_TASK STATEMENT_
Extract the complete listing and repeat it word for word.

_MATERIAL PROVIDED_
use base64::{engine::general_purpose::STANDARD, Engine};
use chrono::{DateTime, Utc};
use serde::{Deserialize, Serialize};
use serde_json::Value;

use super::user::{user_id_for, UserIdentity, UserIdentityWithKeys};
use super::IdentityError;
use crate::crypto::{
    derive_password_key, generate_salt, PublicKey, SecretError, SecretKey, NONCE_SIZE, SALT_SIZE,
};

/// Current version of the identity backup format
pub const IDENTITY_EXPORT_VERSION: u64 = 1;

/// The JSON document inside an identity backup
///
/// The private key is PKCS8 DER, AES-GCM encrypted under a PBKDF2 key derived
/// from the user's password and `salt`. The whole document is base64 encoded
/// before it leaves [`export_identity`].
#[derive(Debug, Clone, Serialize, Deserialize)]
#[serde(rename_all = "camelCase")]
pub struct ExportedIdentity {
    pub version: u64,
    pub id: String,
    pub public_key: PublicKey,
    #[serde(default)]
    pub display_name: Option<String>,
    #[serde(with = "chrono::serde::ts_milliseconds")]
    pub created_at: DateTime<Utc>,
    pub encrypted_private_key: String,
    pub iv: String,
    pub salt: String,
}

/// Encrypt an identity (private key included) under a password
///
/// # Returns
/// The base64 encoded backup document
pub async fn export_identity(
    identity: &UserIdentityWithKeys,
    password: &str,
) -> Result<String, IdentityError> {
    let salt = generate_salt()?;
    let key = derive_password_key(password, &salt).await?;

    let private_key = identity.secret_key().to_pkcs8_der()?;
    let sealed = key.encrypt(&private_key)?;

    let exported = ExportedIdentity {
        version: IDENTITY_EXPORT_VERSION,
        id: identity.id.clone(),
        public_key: identity.public_key.clone(),
        display_name: identity.display_name.clone(),
        created_at: identity.created_at,
        encrypted_private_key: STANDARD.encode(&sealed.data),
        iv: STANDARD.encode(sealed.nonce),
        salt: STANDARD.encode(salt),
    };

    let json = serde_json::to_vec(&exported).map_err(anyhow::Error::from)?;
    tracing::info!("exported identity {}", identity.id);
    Ok(STANDARD.encode(json))
}

/// Restore an identity from a backup produced by [`export_identity`]
///
/// A wrong password and a tampered backup both fail with
/// [`IdentityError::Decryption`]; nothing is returned partially.
pub async fn import_identity(
    exported: &str,
    password: &str,
) -> Result<UserIdentityWithKeys, IdentityError> {
    let json = STANDARD
        .decode(exported.trim())
        .map_err(|e| IdentityError::Malformed(format!("invalid base64: {}", e)))?;

    // Check the version before anything else so newer formats are reported
    //  as such rather than as malformed documents
    let value: Value = serde_json::from_slice(&json)
        .map_err(|e| IdentityError::Malformed(format!("invalid json: {}", e)))?;
    match value.get("version").and_then(Value::as_u64) {
        Some(IDENTITY_EXPORT_VERSION) => {}
        Some(version) => return Err(IdentityError::UnsupportedVersion(version)),
        None => return Err(IdentityError::Malformed("missing version".to_string())),
    }

    let exported: ExportedIdentity =
        serde_json::from_value(value).map_err(|e| IdentityError::Malformed(e.to_string()))?;

    let salt = decode_field("salt", &exported.salt, SALT_SIZE)?;
    let iv = decode_field("iv", &exported.iv, NONCE_SIZE)?;
    let encrypted = STANDARD
        .decode(&exported.encrypted_private_key)
        .map_err(|e| IdentityError::Malformed(format!("invalid encryptedPrivateKey: {}", e)))?;

    let key = derive_password_key(password, &salt).await?;
    let der = key.decrypt(&encrypted, &iv).map_err(|e| match e {
        SecretError::Decrypt => IdentityError::Decryption,
        other => IdentityError::Secret(other),
    })?;
    let secret_key = SecretKey::from_pkcs8_der(&der).map_err(|_| IdentityError::Decryption)?;

    if secret_key.public() != exported.public_key || user_id_for(&exported.public_key) != exported.id
    {
        return Err(IdentityError::Mismatch);
    }

    tracing::info!("imported identity {}", exported.id);

    Ok(UserIdentityWithKeys::from_parts(
        UserIdentity {
            id: exported.id,
            public_key: exported.public_key,
            display_name: exported.display_name,
            avatar: None,
            created_at: exported.created_at,
        },
        secret_key,
    ))
}

fn decode_field(name: &str, value: &str, len: usize) -> Result<Vec<u8>, IdentityError> {
    let bytes = STANDARD
        .decode(value)
        .map_err(|e| IdentityError::Malformed(format!("invalid {}: {}", name, e)))?;
    if bytes.len() != len {
        return Err(IdentityError::Malformed(format!(
            "{} must be {} bytes, got {}",
            name,
            len,
            bytes.len()
        )));
    }
    Ok(bytes)
}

_THE COMPLETED TASK_
use base64::{engine::general_purpose::STANDARD, Engine};
use chrono::{DateTime, Utc};
use serde::{Deserialize, Serialize};
use serde_json::Value;

use super::user::{user_id_for, UserIdentity, UserIdentityWithKeys};
use super::IdentityError;
use crate::crypto::{
    derive_password_key, generate_salt, PublicKey, SecretError, SecretKey, NONCE_SIZE, SALT_SIZE,
};

/// Current version of the identity backup format
pub const IDENTITY_EXPORT_VERSION: u64 = 1;

/// The JSON document inside an identity backup
///
/// The private key is PKCS8 DER, AES-GCM encrypted under a PBKDF2 key derived
/// from the user's password and `salt`. The whole document is base64 encoded
/// before it leaves [`export_identity`].
#[derive(Debug, Clone, Serialize, Deserialize)]
#[serde(rename_all = "camelCase")]
pub struct ExportedIdentity {
    pub version: u64,
    pub id: String,
    pub public_key: PublicKey,
    #[serde(default)]
    pub display_name: Option<String>,
    #[serde(with = "chrono::serde::ts_milliseconds")]
    pub created_at: DateTime<Utc>,
    pub encrypted_private_key: String,
    pub iv: String,
    pub salt: String,
}

/// Encrypt an identity (private key included) under a password
///
/// # Returns
/// The base64 encoded backup document
pub async fn export_identity(
    identity: &UserIdentityWithKeys,
    password: &str,
) -> Result<String, IdentityError> {
    let salt = generate_salt()?;
    let key = derive_password_key(password, &salt).await?;

    let private_key = identity.secret_key().to_pkcs8_der()?;
    let sealed = key.encrypt(&private_key)?;

    let exported = ExportedIdentity {
        version: IDENTITY_EXPORT_VERSION,
        id: identity.id.clone(),
        public_key: identity.public_key.clone(),
        display_name: identity.display_name.clone(),
        created_at: identity.created_at,
        encrypted_private_key: STANDARD.encode(&sealed.data),
        iv: STANDARD.encode(sealed.nonce),
        salt: STANDARD.encode(salt),
    };

    let json = serde_json::to_vec(&exported).map_err(anyhow::Error::from)?;
    tracing::info!("exported identity {}", identity.id);
    Ok(STANDARD.encode(json))
}

/// Restore an identity from a backup produced by [`export_identity`]
///
/// A wrong password and a tampered backup both fail with
/// [`IdentityError::Decryption`]; nothing is returned partially.
pub async fn import_identity(
    exported: &str,
    password: &str,
) -> Result<UserIdentityWithKeys, IdentityError> {
    let json = STANDARD
        .decode(exported.trim())
        .map_err(|e| IdentityError::Malformed(format!("invalid base64: {}", e)))?;

    // Check the version before anything else so newer formats are reported
    //  as such rather than as malformed documents
    let value: Value = serde_json::from_slice(&json)
        .map_err(|e| IdentityError::Malformed(format!("invalid json: {}", e)))?;
    match value.get("version").and_then(Value::as_u64) {
        Some(IDENTITY_EXPORT_VERSION) => {}
        Some(version) => return Err(IdentityError::UnsupportedVersion(version)),
        None => return Err(IdentityError::Malformed("missing version".to_string())),
    }

    let exported: ExportedIdentity =
        serde_json::from_value(value).map_err(|e| IdentityError::Malformed(e.to_string()))?;

    let salt = decode_field("salt", &exported.salt, SALT_SIZE)?;
    let iv = decode_field("iv", &exported.iv, NONCE_SIZE)?;
    let encrypted = STANDARD
        .decode(&exported.encrypted_private_key)
        .map_err(|e| IdentityError::Malformed(format!("invalid encryptedPrivateKey: {}", e)))?;

    let key = derive_password_key(password, &salt).await?;
    let der = key.decrypt(&encrypted, &iv).map_err(|e| match e {
        SecretError::Decrypt => IdentityError::Decryption,
        other => IdentityError::Secret(other),
    })?;
    let secret_key = SecretKey::from_pkcs8_der(&der).map_err(|_| IdentityError::Decryption)?;

    if secret_key.public() != exported.public_key || user_id_for(&exported.public_key) != exported.id
    {
        return Err(IdentityError::Mismatch);
    }

    tracing::info!("imported identity {}", exported.id);

    Ok(UserIdentityWithKeys::from_parts(
        UserIdentity {
            id: exported.id,
            public_key: exported.public_key,
            display_name: exported.display_name,
            avatar: None,
            created_at: exported.created_at,
        },
        secret_key,
    ))
}

fn decode_field(name: &str, value: &str, len: usize) -> Result<Vec<u8>, IdentityError> {
    let bytes = STANDARD
        .decode(value)
        .map_err(|e| IdentityError::Malformed(format!("invalid {}: {}", name, e)))?;
    if bytes.len() != len {
        return Err(IdentityError::Malformed(format!(
            "{} must be {} bytes, got {}",
            name,
            len,
            bytes.len()
        )));
    }
    Ok(bytes)
}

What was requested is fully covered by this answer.